**EXERCISE**
Filter the lines below, copying only those with the string "ExplorationReport".

= = =

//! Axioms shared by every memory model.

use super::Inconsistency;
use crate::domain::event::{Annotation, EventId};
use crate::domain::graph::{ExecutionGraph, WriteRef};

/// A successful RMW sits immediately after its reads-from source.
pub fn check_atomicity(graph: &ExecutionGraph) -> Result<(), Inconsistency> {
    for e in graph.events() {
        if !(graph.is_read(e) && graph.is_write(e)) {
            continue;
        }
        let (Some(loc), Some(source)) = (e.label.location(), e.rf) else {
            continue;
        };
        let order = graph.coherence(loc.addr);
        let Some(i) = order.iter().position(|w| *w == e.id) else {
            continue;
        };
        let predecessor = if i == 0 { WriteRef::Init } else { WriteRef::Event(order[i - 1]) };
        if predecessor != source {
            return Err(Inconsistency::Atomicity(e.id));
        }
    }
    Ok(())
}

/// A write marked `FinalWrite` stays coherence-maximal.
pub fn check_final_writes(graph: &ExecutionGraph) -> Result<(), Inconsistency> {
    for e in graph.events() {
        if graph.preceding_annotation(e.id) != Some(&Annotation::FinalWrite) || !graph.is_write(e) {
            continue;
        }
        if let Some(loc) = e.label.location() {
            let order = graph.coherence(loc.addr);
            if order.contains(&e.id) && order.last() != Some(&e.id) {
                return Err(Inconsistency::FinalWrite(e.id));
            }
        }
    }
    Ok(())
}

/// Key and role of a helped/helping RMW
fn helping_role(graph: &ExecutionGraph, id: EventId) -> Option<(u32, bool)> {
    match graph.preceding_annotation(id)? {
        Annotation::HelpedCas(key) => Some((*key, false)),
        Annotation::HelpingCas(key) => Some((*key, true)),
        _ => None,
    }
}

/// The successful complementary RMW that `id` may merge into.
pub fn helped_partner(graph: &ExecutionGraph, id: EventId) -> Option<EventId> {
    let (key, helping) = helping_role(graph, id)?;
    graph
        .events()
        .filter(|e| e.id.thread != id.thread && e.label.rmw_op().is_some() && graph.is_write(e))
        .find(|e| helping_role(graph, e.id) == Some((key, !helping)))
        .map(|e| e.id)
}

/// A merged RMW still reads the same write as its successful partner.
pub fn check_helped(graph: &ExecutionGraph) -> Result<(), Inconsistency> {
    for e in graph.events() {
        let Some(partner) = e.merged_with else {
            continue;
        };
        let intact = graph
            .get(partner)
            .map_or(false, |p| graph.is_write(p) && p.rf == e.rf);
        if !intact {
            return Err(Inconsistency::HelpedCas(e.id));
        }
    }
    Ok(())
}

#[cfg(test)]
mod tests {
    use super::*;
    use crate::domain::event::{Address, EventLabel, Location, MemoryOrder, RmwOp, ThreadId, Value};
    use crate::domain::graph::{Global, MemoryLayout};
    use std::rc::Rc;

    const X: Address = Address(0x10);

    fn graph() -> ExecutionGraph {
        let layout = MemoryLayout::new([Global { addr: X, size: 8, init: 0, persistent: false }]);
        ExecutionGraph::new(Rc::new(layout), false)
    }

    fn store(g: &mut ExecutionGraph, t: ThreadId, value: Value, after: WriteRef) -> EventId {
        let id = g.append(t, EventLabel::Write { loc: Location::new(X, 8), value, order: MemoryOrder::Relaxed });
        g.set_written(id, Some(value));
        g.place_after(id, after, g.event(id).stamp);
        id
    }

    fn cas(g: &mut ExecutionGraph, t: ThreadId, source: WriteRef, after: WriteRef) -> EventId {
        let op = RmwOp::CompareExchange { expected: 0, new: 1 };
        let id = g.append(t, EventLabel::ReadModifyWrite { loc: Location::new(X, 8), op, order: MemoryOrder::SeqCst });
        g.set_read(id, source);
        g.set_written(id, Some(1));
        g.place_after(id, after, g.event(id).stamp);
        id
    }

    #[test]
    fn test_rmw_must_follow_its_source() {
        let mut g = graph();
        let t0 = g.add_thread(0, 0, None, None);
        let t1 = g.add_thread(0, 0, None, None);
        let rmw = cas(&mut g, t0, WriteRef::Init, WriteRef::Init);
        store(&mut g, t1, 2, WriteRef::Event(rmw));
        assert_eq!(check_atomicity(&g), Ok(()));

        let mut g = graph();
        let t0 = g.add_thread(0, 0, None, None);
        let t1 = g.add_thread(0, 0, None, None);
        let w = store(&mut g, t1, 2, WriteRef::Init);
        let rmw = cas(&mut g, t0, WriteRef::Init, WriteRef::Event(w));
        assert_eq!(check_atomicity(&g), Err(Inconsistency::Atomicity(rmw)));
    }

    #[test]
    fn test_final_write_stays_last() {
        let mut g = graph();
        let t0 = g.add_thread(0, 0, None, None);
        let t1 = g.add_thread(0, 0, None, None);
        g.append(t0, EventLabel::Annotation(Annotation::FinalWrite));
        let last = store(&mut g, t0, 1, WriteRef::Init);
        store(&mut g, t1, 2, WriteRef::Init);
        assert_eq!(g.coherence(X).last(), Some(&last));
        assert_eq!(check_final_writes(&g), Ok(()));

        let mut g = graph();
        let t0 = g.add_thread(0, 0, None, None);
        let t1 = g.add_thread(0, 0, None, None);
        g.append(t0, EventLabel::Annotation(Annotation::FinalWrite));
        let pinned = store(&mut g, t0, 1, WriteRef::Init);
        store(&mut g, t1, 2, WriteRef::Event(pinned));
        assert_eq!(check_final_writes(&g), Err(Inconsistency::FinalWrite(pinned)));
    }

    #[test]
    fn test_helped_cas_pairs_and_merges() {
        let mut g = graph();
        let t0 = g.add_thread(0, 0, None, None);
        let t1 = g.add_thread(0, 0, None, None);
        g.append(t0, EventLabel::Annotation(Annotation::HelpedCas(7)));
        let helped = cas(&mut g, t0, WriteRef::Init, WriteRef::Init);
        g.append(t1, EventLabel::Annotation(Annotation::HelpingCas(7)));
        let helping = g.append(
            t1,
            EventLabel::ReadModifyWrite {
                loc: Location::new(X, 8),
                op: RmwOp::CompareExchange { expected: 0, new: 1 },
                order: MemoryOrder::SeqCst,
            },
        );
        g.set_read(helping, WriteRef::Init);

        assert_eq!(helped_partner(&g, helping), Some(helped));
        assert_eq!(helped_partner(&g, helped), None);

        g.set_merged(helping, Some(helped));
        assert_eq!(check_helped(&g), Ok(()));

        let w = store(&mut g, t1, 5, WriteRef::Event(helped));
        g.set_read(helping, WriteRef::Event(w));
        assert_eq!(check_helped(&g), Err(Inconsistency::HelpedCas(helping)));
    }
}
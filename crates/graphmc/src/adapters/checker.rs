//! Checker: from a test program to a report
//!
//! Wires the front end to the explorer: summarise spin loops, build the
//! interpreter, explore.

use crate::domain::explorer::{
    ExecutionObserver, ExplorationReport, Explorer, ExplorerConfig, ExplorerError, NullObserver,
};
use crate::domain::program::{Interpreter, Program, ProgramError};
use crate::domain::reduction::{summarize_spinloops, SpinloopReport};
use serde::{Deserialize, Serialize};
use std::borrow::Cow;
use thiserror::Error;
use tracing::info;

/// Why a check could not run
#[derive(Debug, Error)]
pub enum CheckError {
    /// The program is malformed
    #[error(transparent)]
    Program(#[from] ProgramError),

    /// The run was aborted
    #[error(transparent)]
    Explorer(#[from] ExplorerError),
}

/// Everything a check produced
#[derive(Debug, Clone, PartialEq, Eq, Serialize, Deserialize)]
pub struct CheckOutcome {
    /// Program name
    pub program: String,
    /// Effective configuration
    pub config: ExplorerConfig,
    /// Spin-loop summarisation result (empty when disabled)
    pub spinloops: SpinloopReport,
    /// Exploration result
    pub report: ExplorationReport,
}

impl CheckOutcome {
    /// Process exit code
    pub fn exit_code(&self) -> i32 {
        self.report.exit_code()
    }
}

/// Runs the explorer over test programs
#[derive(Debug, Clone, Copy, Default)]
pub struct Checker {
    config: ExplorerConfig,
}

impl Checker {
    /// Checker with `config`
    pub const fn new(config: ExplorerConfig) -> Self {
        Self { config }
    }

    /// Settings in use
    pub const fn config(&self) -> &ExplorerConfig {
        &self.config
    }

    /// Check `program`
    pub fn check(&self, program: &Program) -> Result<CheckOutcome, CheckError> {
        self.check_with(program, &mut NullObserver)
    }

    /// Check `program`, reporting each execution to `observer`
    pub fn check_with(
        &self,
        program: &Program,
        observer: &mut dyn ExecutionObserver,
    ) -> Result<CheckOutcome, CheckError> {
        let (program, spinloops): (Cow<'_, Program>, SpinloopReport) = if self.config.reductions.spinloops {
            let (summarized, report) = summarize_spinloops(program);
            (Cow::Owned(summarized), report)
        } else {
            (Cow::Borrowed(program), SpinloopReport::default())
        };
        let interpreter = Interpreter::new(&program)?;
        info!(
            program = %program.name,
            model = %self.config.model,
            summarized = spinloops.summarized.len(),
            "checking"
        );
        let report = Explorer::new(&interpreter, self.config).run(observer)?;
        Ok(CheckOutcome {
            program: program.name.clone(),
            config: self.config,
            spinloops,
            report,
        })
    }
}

= = =

**SOLUTION TO THIS EXERCISE**
    ExecutionObserver, ExplorationReport, Explorer, ExplorerConfig, ExplorerError, NullObserver,
    pub report: ExplorationReport,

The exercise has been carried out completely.